On the occasion of EXPO 2015, Elica and Fondazione Ermanno Casoli chose to support Save the Children activities on education and food security. They did it by presenting Sillage, a project by artist Ettore Favini curated by Marcello Smarrelli, in the Save The Children pavilion. The project title comes from the perfume terminology: it describes the scent that perfumes leave all around us, which can overcome boundaries and spread to the surrounding environment. In line with this definition, Sillage is a four-step, constantly changing work in progress that gradually transforms and becomes abstract, until it turns into a perfume scent.

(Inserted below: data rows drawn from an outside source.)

#![allow(clippy::unwrap_used, clippy::expect_used)]
#![allow(dead_code)]

//! Shared fixtures: a small library domain (people, organizations, books) and a
//! mapper recording every callback it receives.

use std::collections::BTreeMap;
use std::sync::{Arc, Mutex};

use modkit_hypermedia::mapper::MessageMapper;
use modkit_hypermedia::{
    BinaryFile, CollectionRelation, Document, EmbeddedPath, Field, FilterProvider,
    HypermediaConfig, Identifier, Relation, RequestContext, ResourceRegistry, ResourceSpec,
    ResourceType, Representor, SingleModel,
};
use serde_json::Value;
use url::Url;

pub const SERVER: &str = "http://host";
pub const RECORDING: &str = "application/x-recording";

#[derive(Debug, Clone)]
pub struct Organization {
    pub id: u64,
    pub name: String,
    pub parent: Option<Box<Organization>>,
}

#[derive(Debug, Clone)]
pub struct Person {
    pub id: u64,
    pub name: String,
    pub email: Option<String>,
    pub nicknames: Vec<String>,
    pub employer: Option<Organization>,
}

#[derive(Debug, Clone)]
pub struct Book {
    pub id: String,
    pub title: String,
    pub author: Option<Person>,
    pub publisher: Option<Organization>,
    pub cover: Option<Vec<u8>>,
}

/// Filter value of the `books` collection of a person.
pub struct ByAuthor(pub u64);

pub struct ByAuthorProvider;

impl FilterProvider for ByAuthorProvider {
    type Filter = ByAuthor;

    fn filter_name(&self, _filter: &ByAuthor) -> String {
        "byAuthor".to_owned()
    }

    fn query_param_map(&self, filter: &ByAuthor) -> BTreeMap<String, String> {
        BTreeMap::from([("authorId".to_owned(), filter.0.to_string())])
    }
}

pub fn ann() -> Person {
    Person {
        id: 1,
        name: "Ann".to_owned(),
        email: None,
        nicknames: Vec::new(),
        employer: None,
    }
}

pub fn acme() -> Organization {
    Organization {
        id: 3,
        name: "Acme".to_owned(),
        parent: Some(Box::new(Organization {
            id: 4,
            name: "Acme Holding".to_owned(),
            parent: None,
        })),
    }
}

pub fn frank() -> Person {
    Person {
        id: 7,
        name: "Frank".to_owned(),
        email: Some("frank@example.org".to_owned()),
        nicknames: vec!["F".to_owned()],
        employer: Some(acme()),
    }
}

pub fn dune() -> Book {
    Book {
        id: "dune".to_owned(),
        title: "Dune".to_owned(),
        author: Some(frank()),
        publisher: Some(Organization {
            id: 9,
            name: "Chilton".to_owned(),
            parent: None,
        }),
        cover: Some(vec![0x89, 0x50]),
    }
}

pub fn person_type() -> ResourceType {
    ResourceType::from_spec(ResourceSpec {
        types: vec!["Person".to_owned()],
        fields: vec![
            Field::scalar("name", |p: &Person| Some(p.name.clone())),
            Field::scalar("email", |p: &Person| p.email.clone()),
            Field::list("nicknames", |p: &Person| {
                (!p.nicknames.is_empty()).then(|| p.nicknames.clone())
            }),
        ],
        links: vec![("avatar".to_owned(), "http://x/a.png".to_owned())],
        embedded: vec![Relation::new("employer", "organization", |p: &Person| {
            p.employer.clone()
        })],
        collections: vec![CollectionRelation::new(
            "books",
            "book",
            "byAuthor",
            |p: &Person| ByAuthor(p.id),
        )],
        ..ResourceSpec::new("person", Identifier::new(|p: &Person| p.id.to_string()))
    })
}

pub fn organization_type() -> ResourceType {
    ResourceType::from_spec(ResourceSpec {
        types: vec!["Organization".to_owned()],
        fields: vec![Field::scalar("name", |o: &Organization| Some(o.name.clone()))],
        embedded: vec![Relation::new("parent", "organization", |o: &Organization| {
            o.parent.as_deref().cloned()
        })],
        ..ResourceSpec::new(
            "organization",
            Identifier::new(|o: &Organization| o.id.to_string()),
        )
    })
}

pub fn book_type() -> ResourceType {
    ResourceType::from_spec(ResourceSpec {
        types: vec!["Book".to_owned(), "CreativeWork".to_owned()],
        fields: vec![
            Field::scalar("title", |b: &Book| Some(b.title.clone())),
            Field::binary("cover", |b: &Book| {
                b.cover.clone().map(|content| BinaryFile {
                    content,
                    mime_type: "image/png".to_owned(),
                })
            }),
            Field::localized("summary", |_: &Book, languages: &[String]| {
                let spanish = languages.first().is_some_and(|l| l.starts_with("es"));
                Some(if spanish { "Planeta desierto" } else { "Desert planet" }.to_owned())
            }),
        ],
        embedded: vec![Relation::new("author", "person", |b: &Book| b.author.clone())],
        linked: vec![Relation::new("publisher", "organization", |b: &Book| {
            b.publisher.clone()
        })],
        ..ResourceSpec::new("book", Identifier::new(|b: &Book| b.id.clone()))
    })
}

/// Registry holding the person, organization and book types plus the `byAuthor` filter.
pub fn registry() -> Arc<ResourceRegistry> {
    let registry = Arc::new(ResourceRegistry::new());
    registry.register(person_type()).unwrap();
    registry.register(organization_type()).unwrap();
    registry.register(book_type()).unwrap();
    registry.register_filter_provider("byAuthor", ByAuthorProvider);
    registry
}

pub fn representor() -> Representor {
    Representor::with_default_mappers(HypermediaConfig::default(), registry()).unwrap()
}

pub fn ctx() -> RequestContext {
    RequestContext::new(Url::parse(SERVER).unwrap())
}

pub fn person_model(person: Person) -> SingleModel {
    SingleModel::new(person, "person")
}

pub fn book_model(book: Book) -> SingleModel {
    SingleModel::new(book, "book")
}

/// Mapper writing nothing and recording every callback as one line.
#[derive(Debug, Default)]
pub struct RecordingMapper {
    events: Mutex<Vec<String>>,
}

impl RecordingMapper {
    pub fn shared() -> Arc<Self> {
        Arc::new(Self::default())
    }

    pub fn events(&self) -> Vec<String> {
        self.events.lock().unwrap().clone()
    }

    /// Return the recorded events and start over.
    pub fn take(&self) -> Vec<String> {
        std::mem::take(&mut *self.events.lock().unwrap())
    }

    fn record(&self, event: String) {
        self.events.lock().unwrap().push(event);
    }
}

fn at(path: &EmbeddedPath) -> String {
    if path.is_root() {
        "$".to_owned()
    } else {
        format!("$.{path}")
    }
}

impl MessageMapper for RecordingMapper {
    fn media_type(&self) -> &str {
        RECORDING
    }

    fn on_start(&self, _doc: &mut Document, path: &EmbeddedPath, _model: &SingleModel) {
        self.record(format!("start {}", at(path)));
    }

    fn map_field(&self, _doc: &mut Document, path: &EmbeddedPath, key: &str, value: &Value) {
        self.record(format!("field {} {key}={value}", at(path)));
    }

    fn map_link(&self, _doc: &mut Document, path: &EmbeddedPath, key: &str, url: &str) {
        self.record(format!("link {} {key}={url}", at(path)));
    }

    fn map_types(&self, _doc: &mut Document, path: &EmbeddedPath, types: &[String]) {
        self.record(format!("types {} {}", at(path), types.join(",")));
    }

    fn map_self_url(&self, _doc: &mut Document, path: &EmbeddedPath, url: &Url) {
        self.record(format!("self {} {url}", at(path)));
    }

    fn map_embedded_resource_url(&self, _doc: &mut Document, path: &EmbeddedPath, url: &Url) {
        self.record(format!("embedded {} {url}", at(path)));
    }

    fn map_linked_resource_url(&self, _doc: &mut Document, path: &EmbeddedPath, url: &Url) {
        self.record(format!("linked {} {url}", at(path)));
    }

    fn on_finish(&self, _doc: &mut Document, path: &EmbeddedPath, _model: &SingleModel) {
        self.record(format!("finish {}", at(path)));
    }
}

/// Representor over `registry` with the default mappers plus the recording mapper.
pub fn recording_representor_with(
    config: HypermediaConfig,
    registry: Arc<ResourceRegistry>,
) -> (Representor, Arc<RecordingMapper>) {
    let recorder = RecordingMapper::shared();
    let mut representor = Representor::with_default_mappers(config, registry).unwrap();
    representor
        .single_mappers_mut()
        .register(RECORDING, Arc::clone(&recorder) as Arc<dyn MessageMapper>);
    (representor, recorder)
}

pub fn recording_representor() -> (Representor, Arc<RecordingMapper>) {
    recording_representor_with(HypermediaConfig::default(), registry())
}

#[derive(Clone, Default)]
struct WarningCapture {
    warnings: Arc<Mutex<Vec<String>>>,
}

impl<S: tracing::Subscriber> tracing_subscriber::Layer<S> for WarningCapture {
    fn on_event(&self, event: &tracing::Event<'_>, _ctx: tracing_subscriber::layer::Context<'_, S>) {
        if *event.metadata().level() == tracing::Level::WARN {
            let mut visitor = MessageVisitor(String::new());
            event.record(&mut visitor);
            self.warnings.lock().unwrap().push(visitor.0);
        }
    }
}

struct MessageVisitor(String);

impl tracing::field::Visit for MessageVisitor {
    fn record_debug(&mut self, field: &tracing::field::Field, value: &dyn std::fmt::Debug) {
        if field.name() == "message" {
            self.0 = format!("{value:?}");
        }
    }
}

/// Messages of the warnings emitted while `f` runs on this thread.
pub fn capture_warnings(f: impl FnOnce()) -> Vec<String> {
    use tracing_subscriber::layer::SubscriberExt;

    let capture = WarningCapture::default();
    let warnings = Arc::clone(&capture.warnings);
    tracing::subscriber::with_default(tracing_subscriber::registry().with(capture), f);
    warnings.lock().unwrap().clone()
}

Firstly, Favini created some sculptures by using Elica’s hoods shells (Edith, Seashell, Audrey); secondly, 5 kinds of crops have been planted (barley, oat, almond, fennel, anise) inside the sculptures, which have been turned into “vases”; thirdly, the essences that had been growing for months thanks to experts’ knowledge, became a new scent for Marie, the Elica scent diffusor. As the final project step, Ettore Favini designed a special cover for the above mentioned diffusor: a still life deconstructed image obtained by taking a picture of the composition made of the plants that had been growing for the Expo six months. Therefore, Sillage is a complex project: a ground-breaking design product, an artwork, a tool to connect with the Save The Children issues and, generally, to EXPO 2015’s – Feed the Planet, Energy for Life.
The Sillage culminating point will be the launch scheduled for Wednesday, September 30th in Milan, at Palazzo Visconti: a fancy location where more than 150 Elica’s international customers, journalists and several other guests will be present; artist Ettore Favini and Save the Children representatives will participate, as well. Based on the inputs and state passages multiplicity that Sillage proposes, the event will re-create a multisensorial, multiform, and emotional environment.